[Stored items]
=====

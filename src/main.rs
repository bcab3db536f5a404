#![forbid(unsafe_code)]
//! # Text Lab CLI
//!
//! Command-line front end for the `text_lab` crate. Runs the full analysis
//! over a corpus and prints the summary to stdout.
//!
//! ## Features
//! - Word counts, top words before and after stopword removal.
//! - Weighted average word length, longest words, frequency share.
//! - Top bigrams and TF-IDF sample rows.
//! - Optional persistence to a document store (`mem://` or `file://<dir>`).
//! - Per-file and global counts for a folder (requires a store).
//! - Export of the results as txt, csv, tsv or json.
//!
//! ## Example
//! ```bash
//! cargo run --release -- --corpus book.txt --store-uri file://./store --folder chapters
//! ```
//!
//! Set `RUST_LOG=info` to see each stage as it runs.

use clap::Parser;
use log::error;
use std::path::PathBuf;
use std::process;
use text_lab::{ExportFormat, Pipeline, PipelineConfig, export_report};

#[derive(Parser)]
#[command(author, version, about)]
struct Cli {
    /// Text file or directory of text files to analyze
    #[arg(long, default_value = "sample_corpus.txt")]
    corpus: PathBuf,

    /// Document store URI (mem:// or file://<dir>); persistence is skipped without it
    #[arg(long)]
    store_uri: Option<String>,

    /// Folder for per-file and global counts (needs --store-uri)
    #[arg(long)]
    folder: Option<PathBuf>,

    /// Database name inside the store
    #[arg(long, default_value = text_lab::store::DEFAULT_DATABASE)]
    database: String,

    /// Minimum length for the stored-words query
    #[arg(long, default_value_t = 7)]
    min_length: usize,

    /// Count threshold for the frequency-share filter
    #[arg(long, default_value_t = 2)]
    min_count: u64,

    /// Number of top words shown before/after stopword removal
    #[arg(long, default_value_t = 10)]
    top_n: usize,

    /// Number of top bigrams
    #[arg(long, default_value_t = 20)]
    bigram_top_k: usize,

    /// Hash buckets for TF-IDF
    #[arg(long, default_value_t = text_lab::tfidf::DEFAULT_NUM_FEATURES)]
    num_features: usize,

    /// Partitions per dataset (default: one per worker thread)
    #[arg(long)]
    partitions: Option<usize>,

    /// Also export results (txt, csv, tsv, json)
    #[arg(long)]
    export_format: Option<ExportFormat>,

    /// Directory for exported files
    #[arg(long, default_value = ".")]
    out_dir: PathBuf,
}

impl Cli {
    fn into_config(self) -> (PipelineConfig, Option<ExportFormat>, PathBuf) {
        let defaults = PipelineConfig::default();
        let config = PipelineConfig {
            corpus: self.corpus,
            store_uri: self.store_uri,
            folder: self.folder,
            database: self.database,
            min_length: self.min_length,
            min_count: self.min_count,
            top_n: self.top_n,
            bigram_top_k: self.bigram_top_k,
            num_features: self.num_features,
            partitions: self.partitions.unwrap_or(defaults.partitions),
            ..defaults
        };
        (config, self.export_format, self.out_dir)
    }
}

fn main() {
    env_logger::init();
    let (config, export_format, out_dir) = Cli::parse().into_config();

    let stem = config
        .corpus
        .file_stem()
        .map(|s| s.to_string_lossy().into_owned())
        .unwrap_or_else(|| "corpus".to_string());

    let report = match Pipeline::new(config).and_then(|p| p.run()) {
        Ok(report) => report,
        Err(e) => {
            error!("Error: {}", e);
            process::exit(1);
        }
    };
    print!("{}", report.render_text());

    if let Some(format) = export_format {
        match export_report(&report, format, &out_dir, &stem) {
            Ok(files) => {
                for file in files {
                    println!("Exported {}", file.display());
                }
            }
            Err(e) => {
                error!("Export failed: {}", e);
                process::exit(1);
            }
        }
    }
}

=====

In your reply, restate exactly the lines from the start of the records above through the line holding "after stopword removal.", including both, and nothing else.

filename src/main.rs
repository bcab3db536f5a404
#![forbid(unsafe_code)]
//! # Text Lab CLI
//!
//! Command-line front end for the `text_lab` crate. Runs the full analysis
//! over a corpus and prints the summary to stdout.
//!
//! ## Features
//! - Word counts, top words before and after stopword removal.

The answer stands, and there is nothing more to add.